Benedict XVI née Ratzinger (far right) and two other Cardinals
Lil’ Jon and the East Side Boyz. Obviously a better posse.
Alas, there was no green smoke from the chimney and Lil’ Jon was not elected Pope. Comparing posses I would still vote for the King of Crunk over the Bulldog of the Vatican, but congrats to Benedict. Ratzinger has an active fanclub blog, which is cool. It’s down now under heavy traffic. Almost cool as the Ayatollah Sistani’s website with its advice on butt-sex and other doctrinal matters. Benedict is a hard-line conservative, so expect no movement on contraception, stem-cells, etc. Benedict has issues with the “dictatorship of relativism” and stands for a fundamental approach to Catholicism. I generally prefer the Lil’ Jon policy of “Shake it, Don’t break it, It took your momma 9 months to make it”. To quote the Times,
Based on Cardinal Ratzinger’s record and pronouncements, his agenda seems clear. Inside the church, he would like to impose more doctrinal discipline, reining in priests who experiment with liturgy or seminaries that permit a broad interpretation of doctrine. Outside, he would like the church to assert itself more forcefully against the trend he sees as most threatening: globalization leading eventually to global secularization.
Fully his business, and the business of the 1.1 billion Catholics. I wish them well. As Lil’ Jon would say, Aaaah? What? What? OK? What? Yeah!
At the end, it doesn’t really matter who becomes Pope. The plan is to civilise us savages.
BTW, what with all this Pope bashing, you’ve pretty much secured your place in Hell. Do they have return tickets?

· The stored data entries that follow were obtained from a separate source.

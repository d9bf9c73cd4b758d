//! In-memory notification sink.
//!
//! Captures delivered notifications so tests can assert on what the core
//! decided to send.

use crate::{Notification, NotifyError, NotifyInterface};
use async_trait::async_trait;
use std::sync::Arc;
use std::time::Duration;
use tokio::sync::RwLock;

/// Sink that collects notifications in memory.
#[derive(Debug, Clone, Default)]
pub struct MemoryNotifier {
	sent: Arc<RwLock<Vec<Notification>>>,
}

impl MemoryNotifier {
	pub fn new() -> Self {
		Self::default()
	}

	/// Returns a copy of everything delivered so far.
	pub async fn sent(&self) -> Vec<Notification> {
		self.sent.read().await.clone()
	}

	/// Waits until at least `count` notifications were delivered, or the
	/// timeout elapses, and returns what arrived. Dispatch is
	/// asynchronous, so tests need a drain point.
	pub async fn wait_for(&self, count: usize, timeout: Duration) -> Vec<Notification> {
		let deadline = tokio::time::Instant::now() + timeout;
		loop {
			let sent = self.sent.read().await;
			if sent.len() >= count || tokio::time::Instant::now() >= deadline {
				return sent.clone();
			}
			drop(sent);
			tokio::time::sleep(Duration::from_millis(5)).await;
		}
	}
}

#[async_trait]
impl NotifyInterface for MemoryNotifier {
	async fn deliver(&self, notification: &Notification) -> Result<(), NotifyError> {
		self.sent.write().await.push(notification.clone());
		Ok(())
	}
}
//! Clock abstraction for time-dependent logic.
//!
//! The SLA grace period and the customer cancellation window are wall-clock
//! comparisons against persisted timestamps. Components take the clock as a
//! dependency so tests can advance a manual clock instead of sleeping.

use chrono::{DateTime, Utc};
use std::sync::atomic::{AtomicI64, Ordering};
use std::time::Duration;

/// Source of the current time.
pub trait Clock: Send + Sync {
	/// Returns the current instant.
	fn now(&self) -> DateTime<Utc>;
}

/// Clock backed by the operating system.
#[derive(Debug, Default, Clone, Copy)]
pub struct SystemClock;

impl Clock for SystemClock {
	fn now(&self) -> DateTime<Utc> {
		Utc::now()
	}
}

/// Deterministic clock for tests.
///
/// Stores the current instant as unix milliseconds and only moves when told
/// to, so timer-driven behavior can be exercised without waiting.
#[derive(Debug)]
pub struct ManualClock {
	millis: AtomicI64,
}

impl ManualClock {
	/// Creates a manual clock fixed at the given instant.
	pub fn new(start: DateTime<Utc>) -> Self {
		Self {
			millis: AtomicI64::new(start.timestamp_millis()),
		}
	}

	/// Advances the clock by the given duration.
	pub fn advance(&self, by: Duration) {
		self.millis
			.fetch_add(by.as_millis() as i64, Ordering::SeqCst);
	}

	/// Moves the clock to the given instant.
	pub fn set(&self, to: DateTime<Utc>) {
		self.millis.store(to.timestamp_millis(), Ordering::SeqCst);
	}
}

impl Clock for ManualClock {
	fn now(&self) -> DateTime<Utc> {
		DateTime::from_timestamp_millis(self.millis.load(Ordering::SeqCst)).unwrap_or_default()
	}
}

#[cfg(test)]
mod tests {
	use super::*;

	#[test]
	fn manual_clock_advances() {
		let start = Utc::now();
		let clock = ManualClock::new(start);
		assert_eq!(clock.now().timestamp_millis(), start.timestamp_millis());

		clock.advance(Duration::from_secs(600));
		let elapsed = clock.now().signed_duration_since(start);
		assert_eq!(elapsed.num_seconds(), 600);
	}
}
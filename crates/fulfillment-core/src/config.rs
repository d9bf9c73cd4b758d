//! Configuration module for the fulfillment core.
//!
//! Provides structures and utilities for managing fulfillment configuration.
//! Configuration is loaded from TOML files; every setting has a default so a
//! missing section falls back to production values rather than failing.

use serde::{Deserialize, Serialize};
use std::path::{Path, PathBuf};
use std::time::Duration;
use thiserror::Error;

/// Errors that can occur during configuration operations.
#[derive(Debug, Error)]
pub enum ConfigError {
	/// Error that occurs during file I/O operations.
	#[error("IO error: {0}")]
	Io(#[from] std::io::Error),
	/// Error that occurs when parsing TOML configuration.
	#[error("Configuration error: {0}")]
	Parse(String),
	/// Error that occurs when configuration validation fails.
	#[error("Validation error: {0}")]
	Validation(String),
}

impl From<toml::de::Error> for ConfigError {
	fn from(err: toml::de::Error) -> Self {
		ConfigError::Parse(err.message().to_string())
	}
}

/// Main configuration structure for the fulfillment core.
#[derive(Debug, Clone, Default, Deserialize, Serialize)]
pub struct Config {
	/// Configuration for the storage backend.
	#[serde(default)]
	pub storage: StorageConfig,
	/// Configuration for the SLA scheduler.
	#[serde(default)]
	pub scheduler: SchedulerSettings,
	/// Time-bound order policy.
	#[serde(default)]
	pub policy: PolicySettings,
}

/// Which storage backend to run against.
#[derive(Debug, Clone, Copy, PartialEq, Eq, Deserialize, Serialize)]
#[serde(rename_all = "lowercase")]
pub enum StorageBackendKind {
	/// Volatile in-memory store, for development and tests.
	Memory,
	/// One JSON file per record under `path`.
	File,
}

/// Configuration for the storage backend.
#[derive(Debug, Clone, Deserialize, Serialize)]
pub struct StorageConfig {
	/// Which implementation to use.
	#[serde(default = "default_storage_backend")]
	pub backend: StorageBackendKind,
	/// Base directory for the file backend.
	#[serde(default = "default_storage_path")]
	pub path: PathBuf,
}

fn default_storage_backend() -> StorageBackendKind {
	StorageBackendKind::File
}

fn default_storage_path() -> PathBuf {
	PathBuf::from("./data/storage")
}

impl Default for StorageConfig {
	fn default() -> Self {
		Self {
			backend: default_storage_backend(),
			path: default_storage_path(),
		}
	}
}

/// Configuration for the SLA scheduler.
#[derive(Debug, Clone, Deserialize, Serialize)]
pub struct SchedulerSettings {
	/// Seconds between auto-cancel scans.
	#[serde(default = "default_tick_interval_seconds")]
	pub tick_interval_seconds: u64,
	/// Seconds between prunes of the scheduler's own run history.
	#[serde(default = "default_prune_interval_seconds")]
	pub prune_interval_seconds: u64,
	/// Seconds a scheduler run record is kept before pruning.
	#[serde(default = "default_run_history_max_age_seconds")]
	pub run_history_max_age_seconds: u64,
}

fn default_tick_interval_seconds() -> u64 {
	60
}

/// One week, matching the run-history retention.
fn default_prune_interval_seconds() -> u64 {
	604_800
}

fn default_run_history_max_age_seconds() -> u64 {
	604_800
}

impl Default for SchedulerSettings {
	fn default() -> Self {
		Self {
			tick_interval_seconds: default_tick_interval_seconds(),
			prune_interval_seconds: default_prune_interval_seconds(),
			run_history_max_age_seconds: default_run_history_max_age_seconds(),
		}
	}
}

impl SchedulerSettings {
	pub fn tick_interval(&self) -> Duration {
		Duration::from_secs(self.tick_interval_seconds)
	}

	pub fn prune_interval(&self) -> Duration {
		Duration::from_secs(self.prune_interval_seconds)
	}

	pub fn run_history_max_age(&self) -> Duration {
		Duration::from_secs(self.run_history_max_age_seconds)
	}
}

/// Time-bound order policy.
#[derive(Debug, Clone, Deserialize, Serialize)]
pub struct PolicySettings {
	/// Minutes a vendor has to confirm a pending order before the
	/// scheduler cancels it.
	#[serde(default = "default_confirmation_grace_minutes")]
	pub confirmation_grace_minutes: u64,
	/// Minutes after confirmation during which the customer may still
	/// cancel.
	#[serde(default = "default_cancellation_window_minutes")]
	pub cancellation_window_minutes: u64,
}

fn default_confirmation_grace_minutes() -> u64 {
	10
}

fn default_cancellation_window_minutes() -> u64 {
	10
}

impl Default for PolicySettings {
	fn default() -> Self {
		Self {
			confirmation_grace_minutes: default_confirmation_grace_minutes(),
			cancellation_window_minutes: default_cancellation_window_minutes(),
		}
	}
}

impl PolicySettings {
	pub fn confirmation_grace(&self) -> Duration {
		Duration::from_secs(self.confirmation_grace_minutes * 60)
	}

	pub fn cancellation_window(&self) -> Duration {
		Duration::from_secs(self.cancellation_window_minutes * 60)
	}
}

impl Config {
	/// Loads and validates configuration from a TOML file.
	pub fn from_file<P: AsRef<Path>>(path: P) -> Result<Self, ConfigError> {
		let contents = std::fs::read_to_string(path)?;
		Self::from_toml_str(&contents)
	}

	/// Parses and validates configuration from a TOML string.
	pub fn from_toml_str(contents: &str) -> Result<Self, ConfigError> {
		let config: Config = toml::from_str(contents)?;
		config.validate()?;
		Ok(config)
	}

	/// Checks that all configured values are usable.
	pub fn validate(&self) -> Result<(), ConfigError> {
		if self.scheduler.tick_interval_seconds == 0 {
			return Err(ConfigError::Validation(
				"scheduler.tick_interval_seconds must be positive".into(),
			));
		}
		if self.scheduler.prune_interval_seconds == 0 {
			return Err(ConfigError::Validation(
				"scheduler.prune_interval_seconds must be positive".into(),
			));
		}
		if self.policy.confirmation_grace_minutes == 0 {
			return Err(ConfigError::Validation(
				"policy.confirmation_grace_minutes must be positive".into(),
			));
		}
		if self.policy.cancellation_window_minutes == 0 {
			return Err(ConfigError::Validation(
				"policy.cancellation_window_minutes must be positive".into(),
			));
		}
		Ok(())
	}
}

#[cfg(test)]
mod tests {
	use super::*;

	#[test]
	fn defaults_match_the_service_levels() {
		let config = Config::default();
		assert_eq!(config.scheduler.tick_interval(), Duration::from_secs(60));
		assert_eq!(
			config.policy.confirmation_grace(),
			Duration::from_secs(600)
		);
		assert_eq!(
			config.policy.cancellation_window(),
			Duration::from_secs(600)
		);
		assert!(config.validate().is_ok());
	}

	#[test]
	fn parses_partial_toml() {
		let config = Config::from_toml_str(
			r#"
			[storage]
			backend = "memory"

			[policy]
			confirmation_grace_minutes = 15
			"#,
		)
		.unwrap();

		assert_eq!(config.storage.backend, StorageBackendKind::Memory);
		assert_eq!(config.policy.confirmation_grace_minutes, 15);
		// Untouched sections keep their defaults.
		assert_eq!(config.policy.cancellation_window_minutes, 10);
		assert_eq!(config.scheduler.tick_interval_seconds, 60);
	}

	#[test]
	fn rejects_zero_intervals() {
		let result = Config::from_toml_str(
			r#"
			[scheduler]
			tick_interval_seconds = 0
			"#,
		);
		assert!(matches!(result, Err(ConfigError::Validation(_))));
	}

	#[test]
	fn rejects_unknown_backend() {
		let result = Config::from_toml_str(
			r#"
			[storage]
			backend = "postgres"
			"#,
		);
		assert!(matches!(result, Err(ConfigError::Parse(_))));
	}
}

As far as Godspeak goes I think I’m OK. I mean, there’s nothing in the Bible about the Pope. Also, recently Indiana Jones found the grail Jesus used and it was humble and wooden, not gold. I got no beef with Peter, who was appointed by Jesus.
Somehow that authority now belongs to Benedict XVI, but Jesus didn’t say nothing ’bout it. I am making fun of another human being, which is bad form. I’m also making fun of something people believe in, which is really bad form. I tend to think that God would be equally pissed whether I made fun of a beggar or the Pope.
Irony that some tabloids in this neck of the woods are making references to his Hitler Jugend and Wehrmacht past then, huh ? Not to mention the fact that many referred to him as “Gods Rottweiler”. Hardly an image one would desire for the leader of Catholicism, but you take what you can get, I guess.
Prabhath, I think there aren’t any return tickets, but the quality of travel to the nether regions can differ. Indi is likely going to be upgraded to 1st class after making fun of the incumbent pontiff. heh.
Joey Ratz in da’ house,baby!
For Pete’s sake, he is Benedict XVI ! No 16!
Should have consulted Arisen Ahubudu for a really cool name nobody ever used.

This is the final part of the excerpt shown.